La izquierda, esa masa amorfa, agresiva y violenta que se hace rellenar con nombres como progresismo, socialismo, comunismo, frenteamplismo, buen vivir, unidad popular, humanismo, centro liberal o tantas otras denominaciones que son como una marca de helados derretidos, es la gran culpable del desorden institucional que existe en el país, es culpable de la destrucción -consentida- de los partidos políticos y las poquísimas colectividades que se organizaron en algunos momentos de la vida nacional para ser fuente de debates e ideas. La izquierda, como un aparato de subversión y maldad permanente, solo ha servido para servirse de los demás, destruyendo anhelos, condicionando legitimidades, destrozando la legalidad existencial, porque vive de los escombros, anida en las cenizas, se unta de perversión y odio, para ponerse encima de los restos mortales de sus víctimas.

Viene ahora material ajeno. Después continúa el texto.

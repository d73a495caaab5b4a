//! pdf-chat: conversational RAG service over PDF documents
//!
//! This crate ingests PDFs into a remote vector index and answers
//! natural-language questions about them with retrieval-augmented generation.
//! Follow-up questions are rewritten into standalone queries against the
//! conversation history, so multi-turn sessions stay grounded in the
//! originally asked questions.

pub mod chat;
pub mod config;
pub mod conversation;
pub mod error;
pub mod ingestion;
pub mod providers;
pub mod server;
pub mod types;

pub use config::RagConfig;
pub use error::{Error, Result};
pub use types::{Chunk, ChunkMetadata, RetrievedMatch, Role, TextSegment, Turn};
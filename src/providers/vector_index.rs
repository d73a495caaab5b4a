//! Vector index provider trait

use async_trait::async_trait;

use crate::error::Result;
use crate::types::{Chunk, RetrievedMatch};

/// Trait for vector storage and similarity search.
///
/// The index owns the on-disk/wire format; this crate only upserts embedded
/// chunks and queries by vector. The similarity metric is whatever the index
/// was created with; scores are passed through unchanged.
#[async_trait]
pub trait VectorIndexProvider: Send + Sync {
    /// Upsert embedded chunks with their metadata
    async fn upsert(&self, chunks: &[Chunk]) -> Result<()>;

    /// Return the `top_k` nearest matches for a query vector.
    ///
    /// An empty result set is valid when the index holds no chunks.
    async fn query(&self, vector: &[f32], top_k: usize) -> Result<Vec<RetrievedMatch>>;

    /// Provider name for logging
    fn name(&self) -> &str;
}
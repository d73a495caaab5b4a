//! Conversational query pipeline: rewrite, retrieve, assemble, answer

pub mod answer;
pub mod context;
pub mod retrieve;
pub mod rewrite;

use std::sync::Arc;

use crate::config::RetrievalConfig;
use crate::conversation::ConversationStore;
use crate::error::Result;
use crate::providers::{EmbeddingProvider, LlmProvider, VectorIndexProvider};

pub use answer::{AnswerGenerator, FALLBACK_ANSWER};
pub use context::{ContextAssembler, CONTEXT_DELIMITER};
pub use retrieve::Retriever;
pub use rewrite::{QueryRewriter, REWRITE_INSTRUCTION};

/// Result of one conversational query
#[derive(Debug, Clone)]
pub struct ChatOutcome {
    /// Generated answer
    pub answer: String,
    /// Context block the answer was grounded in
    pub context: String,
}

/// Orchestrates one conversational query end to end.
///
/// The conversation lock is taken before rewriting and held until the answer
/// is recorded, so concurrent questions on the same conversation serialize
/// and each sees a consistent history.
pub struct ChatPipeline {
    rewriter: QueryRewriter,
    retriever: Retriever,
    assembler: ContextAssembler,
    answerer: AnswerGenerator,
    conversations: Arc<ConversationStore>,
}

impl ChatPipeline {
    pub fn new(
        embedder: Arc<dyn EmbeddingProvider>,
        llm: Arc<dyn LlmProvider>,
        index: Arc<dyn VectorIndexProvider>,
        retrieval: &RetrievalConfig,
        conversations: Arc<ConversationStore>,
    ) -> Self {
        Self {
            rewriter: QueryRewriter::new(Arc::clone(&llm)),
            retriever: Retriever::new(embedder, index, retrieval.top_k),
            assembler: ContextAssembler::new(retrieval.max_context_chars),
            answerer: AnswerGenerator::new(llm),
            conversations,
        }
    }

    /// Answer `question` within the conversation identified by
    /// `conversation_id`, updating its history.
    pub async fn query(&self, question: &str, conversation_id: &str) -> Result<ChatOutcome> {
        let conversation = self.conversations.get_or_create(conversation_id);
        let mut history = conversation.lock().await;

        let standalone = self.rewriter.rewrite(question, &history).await?;
        let matches = self.retriever.retrieve(&standalone).await?;
        let context = self.assembler.assemble(&matches);

        if matches.is_empty() {
            tracing::debug!(conversation_id, "No matches retrieved for query");
        }

        let answer = self.answerer.answer(question, &context, &mut history).await?;

        tracing::info!(
            conversation_id,
            turns = history.len(),
            "Answered conversational query"
        );

        Ok(ChatOutcome { answer, context })
    }
}

#[cfg(test)]
mod tests {
    use super::*;

    use std::sync::Mutex;

    use async_trait::async_trait;

    use crate::types::{Chunk, RetrievedMatch, Role, Turn};

    struct StaticEmbedder;

    #[async_trait]
    impl EmbeddingProvider for StaticEmbedder {
        async fn embed(&self, _text: &str) -> Result<Vec<f32>> {
            Ok(vec![0.1, 0.2])
        }

        fn name(&self) -> &str {
            "static"
        }
    }

    struct StaticIndex {
        matches: Vec<RetrievedMatch>,
    }

    #[async_trait]
    impl VectorIndexProvider for StaticIndex {
        async fn upsert(&self, _chunks: &[Chunk]) -> Result<()> {
            Ok(())
        }

        async fn query(&self, _vector: &[f32], _top_k: usize) -> Result<Vec<RetrievedMatch>> {
            Ok(self.matches.clone())
        }

        fn name(&self) -> &str {
            "static"
        }
    }

    /// Echoes the final turn so each query gets a distinct answer, and
    /// records every instruction it was called with.
    struct EchoLlm {
        instructions: Mutex<Vec<String>>,
    }

    impl EchoLlm {
        fn new() -> Self {
            Self {
                instructions: Mutex::new(Vec::new()),
            }
        }
    }

    #[async_trait]
    impl LlmProvider for EchoLlm {
        async fn generate(&self, turns: &[Turn], system_instruction: &str) -> Result<String> {
            self.instructions
                .lock()
                .unwrap()
                .push(system_instruction.to_string());
            tokio::task::yield_now().await;
            let last = turns.last().map(|t| t.text.clone()).unwrap_or_default();
            Ok(format!("echo: {last}"))
        }

        fn model(&self) -> &str {
            "echo"
        }

        fn name(&self) -> &str {
            "echo"
        }
    }

    fn pipeline(matches: Vec<RetrievedMatch>, conversations: Arc<ConversationStore>) -> ChatPipeline {
        ChatPipeline::new(
            Arc::new(StaticEmbedder),
            Arc::new(EchoLlm::new()),
            Arc::new(StaticIndex { matches }),
            &RetrievalConfig {
                top_k: 10,
                max_context_chars: None,
            },
            conversations,
        )
    }

    fn some_matches() -> Vec<RetrievedMatch> {
        vec![
            RetrievedMatch {
                text: "heap insert is O(log n)".to_string(),
                score: 0.9,
                metadata: serde_json::Value::Null,
            },
            RetrievedMatch {
                text: "quicksort averages O(n log n)".to_string(),
                score: 0.7,
                metadata: serde_json::Value::Null,
            },
        ]
    }

    #[tokio::test]
    async fn query_returns_answer_and_context_and_grows_history_by_two() {
        let conversations = Arc::new(ConversationStore::new());
        let pipeline = pipeline(some_matches(), Arc::clone(&conversations));

        let outcome = pipeline.query("how fast is heap insert?", "default").await.unwrap();
        assert_eq!(outcome.answer, "echo: how fast is heap insert?");
        assert_eq!(
            outcome.context,
            "heap insert is O(log n)\n\n---\n\nquicksort averages O(n log n)"
        );

        let conversation = conversations.get_or_create("default");
        let history = conversation.lock().await;
        assert_eq!(history.len(), 2);
        assert_eq!(history.snapshot()[0], Turn::user("how fast is heap insert?"));
        assert_eq!(history.snapshot()[1].role, Role::Model);
    }

    #[tokio::test]
    async fn empty_retrieval_still_produces_an_answer() {
        let conversations = Arc::new(ConversationStore::new());
        let pipeline = pipeline(Vec::new(), Arc::clone(&conversations));

        let outcome = pipeline.query("anything in here?", "default").await.unwrap();
        assert_eq!(outcome.context, "");
        assert_eq!(outcome.answer, "echo: anything in here?");
    }

    #[tokio::test]
    async fn concurrent_queries_on_one_conversation_leave_wellformed_history() {
        let conversations = Arc::new(ConversationStore::new());
        let pipeline = Arc::new(pipeline(some_matches(), Arc::clone(&conversations)));

        let handles: Vec<_> = (0..8)
            .map(|i| {
                let pipeline = Arc::clone(&pipeline);
                tokio::spawn(async move {
                    pipeline
                        .query(&format!("question {i}"), "shared")
                        .await
                        .unwrap()
                })
            })
            .collect();

        for handle in handles {
            handle.await.unwrap();
        }

        let conversation = conversations.get_or_create("shared");
        let history = conversation.lock().await;
        assert_eq!(history.len(), 16);

        // Strict user/model alternation, with each answer echoing its own
        // question.
        for pair in history.snapshot().chunks(2) {
            assert_eq!(pair[0].role, Role::User);
            assert_eq!(pair[1].role, Role::Model);
            assert_eq!(pair[1].text, format!("echo: {}", pair[0].text));
        }
    }

    #[tokio::test]
    async fn distinct_conversations_keep_separate_histories() {
        let conversations = Arc::new(ConversationStore::new());
        let pipeline = pipeline(some_matches(), Arc::clone(&conversations));

        pipeline.query("first in a", "a").await.unwrap();
        pipeline.query("first in b", "b").await.unwrap();
        pipeline.query("second in a", "a").await.unwrap();

        let a = conversations.get_or_create("a");
        let b = conversations.get_or_create("b");
        assert_eq!(a.lock().await.len(), 4);
        assert_eq!(b.lock().await.len(), 2);
    }
}
//! Embedding provider trait

use async_trait::async_trait;

use crate::error::Result;

/// Trait for generating text embeddings
#[async_trait]
pub trait EmbeddingProvider: Send + Sync {
    /// Generate an embedding for a single text
    async fn embed(&self, text: &str) -> Result<Vec<f32>>;

    /// Generate embeddings for multiple texts.
    ///
    /// Default implementation calls `embed` sequentially; implementations
    /// with a native batch endpoint should override it.
    async fn embed_batch(&self, texts: &[String]) -> Result<Vec<Vec<f32>>> {
        let mut embeddings = Vec::with_capacity(texts.len());
        for text in texts {
            embeddings.push(self.embed(text).await?);
        }
        Ok(embeddings)
    }

    /// Provider name for logging
    fn name(&self) -> &str;
}
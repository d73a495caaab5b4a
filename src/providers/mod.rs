//! Provider abstractions for the external embedding, language-model, and
//! vector-index services
//!
//! Everything remote sits behind a trait so the pipelines can be exercised
//! against in-process fakes in tests.

pub mod embedding;
pub mod gemini;
pub mod llm;
pub mod pinecone;
pub mod vector_index;

pub use embedding::EmbeddingProvider;
pub use gemini::{GeminiClient, GeminiEmbedder, GeminiLlm};
pub use llm::LlmProvider;
pub use pinecone::PineconeIndex;
pub use vector_index::VectorIndexProvider;
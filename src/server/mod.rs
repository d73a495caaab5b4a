//! HTTP server

pub mod routes;
pub mod state;

use axum::extract::DefaultBodyLimit;
use axum::routing::{get, post};
use axum::Router;
use tower_http::cors::{Any, CorsLayer};
use tower_http::trace::TraceLayer;

use crate::config::RagConfig;
use crate::error::Result;

pub use state::AppState;

/// The RAG HTTP server
pub struct RagServer {
    state: AppState,
}

impl RagServer {
    /// Create a server from configuration, wiring the production providers
    pub fn new(config: RagConfig) -> Result<Self> {
        Ok(Self {
            state: AppState::new(config)?,
        })
    }

    /// Create a server over prebuilt state
    pub fn with_state(state: AppState) -> Self {
        Self { state }
    }

    /// Build the router with all routes and middleware
    pub fn build_router(&self) -> Router {
        let cors = CorsLayer::new()
            .allow_origin(Any)
            .allow_methods(Any)
            .allow_headers(Any);

        Router::new()
            .route(
                "/upload",
                post(routes::upload)
                    .layer(DefaultBodyLimit::max(self.state.config().server.max_upload_size)),
            )
            .route("/query", post(routes::query))
            .route("/health", get(routes::health))
            .layer(cors)
            .layer(TraceLayer::new_for_http())
            .with_state(self.state.clone())
    }

    /// Bind and serve until shutdown
    pub async fn start(&self) -> Result<()> {
        let addr = format!(
            "{}:{}",
            self.state.config().server.host,
            self.state.config().server.port
        );

        let listener = tokio::net::TcpListener::bind(&addr).await?;
        tracing::info!("Server listening on {}", addr);

        let router = self.build_router();
        axum::serve(listener, router).await?;

        Ok(())
    }
}
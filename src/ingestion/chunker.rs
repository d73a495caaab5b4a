//! Recursive text chunking with size/overlap control and offset tracking
//!
//! Text is split on a priority of separators (paragraph, line, sentence,
//! word, character) into atoms no larger than the chunk size, then the atoms
//! are merged back into chunks that carry `overlap` trailing characters into
//! their successor. No input character is ever dropped: every chunk records
//! its byte span within the segment, and the spans tile the segment.

use unicode_segmentation::UnicodeSegmentation;

use crate::types::{Chunk, ChunkMetadata, TextSegment};

/// Text chunker with configurable size and overlap
#[derive(Debug, Clone)]
pub struct RecursiveChunker {
    /// Target chunk size in characters
    chunk_size: usize,
    /// Overlap between consecutive chunks
    overlap: usize,
}

impl RecursiveChunker {
    /// Create a new chunker. The overlap is clamped below the chunk size.
    pub fn new(chunk_size: usize, overlap: usize) -> Self {
        let chunk_size = chunk_size.max(1);
        Self {
            chunk_size,
            overlap: overlap.min(chunk_size - 1),
        }
    }

    /// Split all segments of one document into chunks with continuous
    /// indices, tagging each chunk with the document source name.
    pub fn split(&self, source: &str, segments: &[TextSegment]) -> Vec<Chunk> {
        let mut chunks = Vec::new();
        for segment in segments {
            let start_index = chunks.len() as u32;
            chunks.extend(self.split_segment(source, segment, start_index));
        }
        chunks
    }

    /// Split a single segment into chunks.
    pub fn split_segment(
        &self,
        source: &str,
        segment: &TextSegment,
        start_index: u32,
    ) -> Vec<Chunk> {
        let text = segment.text.as_str();
        let mut atoms = Vec::new();
        self.collect_atoms(text, 0, &mut atoms);

        self.merge_spans(text, &atoms)
            .into_iter()
            .enumerate()
            .map(|(i, (start, end))| {
                Chunk::new(
                    text[start..end].to_string(),
                    ChunkMetadata {
                        source: source.to_string(),
                        page: segment.page,
                        chunk_index: start_index + i as u32,
                        char_start: start,
                        char_end: end,
                    },
                )
            })
            .collect()
    }

    /// Recursively break `text` into pieces of at most `chunk_size` bytes,
    /// trying coarser separators first. Pieces concatenate back to `text`.
    fn collect_atoms<'a>(&self, text: &'a str, level: usize, out: &mut Vec<&'a str>) {
        if text.is_empty() {
            return;
        }
        if text.len() <= self.chunk_size {
            out.push(text);
            return;
        }

        match level {
            0 => {
                for piece in text.split_inclusive("\n\n") {
                    self.collect_atoms(piece, 1, out);
                }
            }
            1 => {
                for piece in text.split_inclusive('\n') {
                    self.collect_atoms(piece, 2, out);
                }
            }
            2 => {
                for piece in text.split_sentence_bounds() {
                    self.collect_atoms(piece, 3, out);
                }
            }
            3 => {
                for piece in text.split_word_bounds() {
                    self.collect_atoms(piece, 4, out);
                }
            }
            _ => {
                // Fixed-size windows at character boundaries, for text with
                // no usable separators at all.
                let mut start = 0;
                while start < text.len() {
                    let mut end = (start + self.chunk_size).min(text.len());
                    while end > start && !text.is_char_boundary(end) {
                        end -= 1;
                    }
                    if end == start {
                        // A single character wider than the chunk size.
                        end = start + 1;
                        while end < text.len() && !text.is_char_boundary(end) {
                            end += 1;
                        }
                    }
                    out.push(&text[start..end]);
                    start = end;
                }
            }
        }
    }

    /// Merge atoms into chunk spans of at most `chunk_size` bytes, carrying
    /// up to `overlap` trailing bytes of each chunk into the next.
    fn merge_spans(&self, text: &str, atoms: &[&str]) -> Vec<(usize, usize)> {
        let mut spans = Vec::new();
        let mut current_start = 0usize;
        let mut pos = 0usize;

        for atom in atoms {
            let current_len = pos - current_start;
            if current_len > 0 && current_len + atom.len() > self.chunk_size {
                spans.push((current_start, pos));

                // New chunk starts inside the previous one; shrink the carry
                // so the incoming atom still fits under the size bound.
                let carry = self
                    .overlap
                    .min(self.chunk_size.saturating_sub(atom.len()))
                    .min(current_len);
                let mut overlap_start = pos - carry;
                while !text.is_char_boundary(overlap_start) {
                    overlap_start += 1;
                }
                current_start = overlap_start;
            }
            pos += atom.len();
        }

        if pos > current_start {
            spans.push((current_start, pos));
        }
        spans
    }
}

impl Default for RecursiveChunker {
    fn default() -> Self {
        Self::new(1000, 200)
    }
}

La izquierda es un ventilador de lo que produce y lo hace bien, porque se lo permitimos, porque muchas veces pensamos que nada va a pasar, pero resulta que es muy tarde cuando ocurre y ya no es posible reconstruir el camino. Sin embargo, hay una conciencia que crece, un ánimo que surge, desde las voces más jóvenes y los talentos más duchos, para construir una coalición democrática que tenga como centro de poder, la unidad de los no izquierdistas, de los no corruptos.
Es la urgencia de la Libertad lo que nos tiene que hacer dejar de lado las diferencias de celos, colores de un abanico rígido, discursos de intelectuales de las redes que no convocan a nadie, ni concitan nada que aglutine. Hay que dejarse de soberbias y vanidades, pero eso sí, se tiene que limpiar el espacio que nos une, porque no puede ni debe de haber una sola persona de riesgos de gestión, de aliento de corrupción y defensa de impunidades. Camino limpio, con gentes limpias, nada más, para comenzar.
¿Será eso posible? ¿Se dan cuenta ahora? Sin la izquierda, el diálogo democrático entre peruanos sería una costumbre de progreso.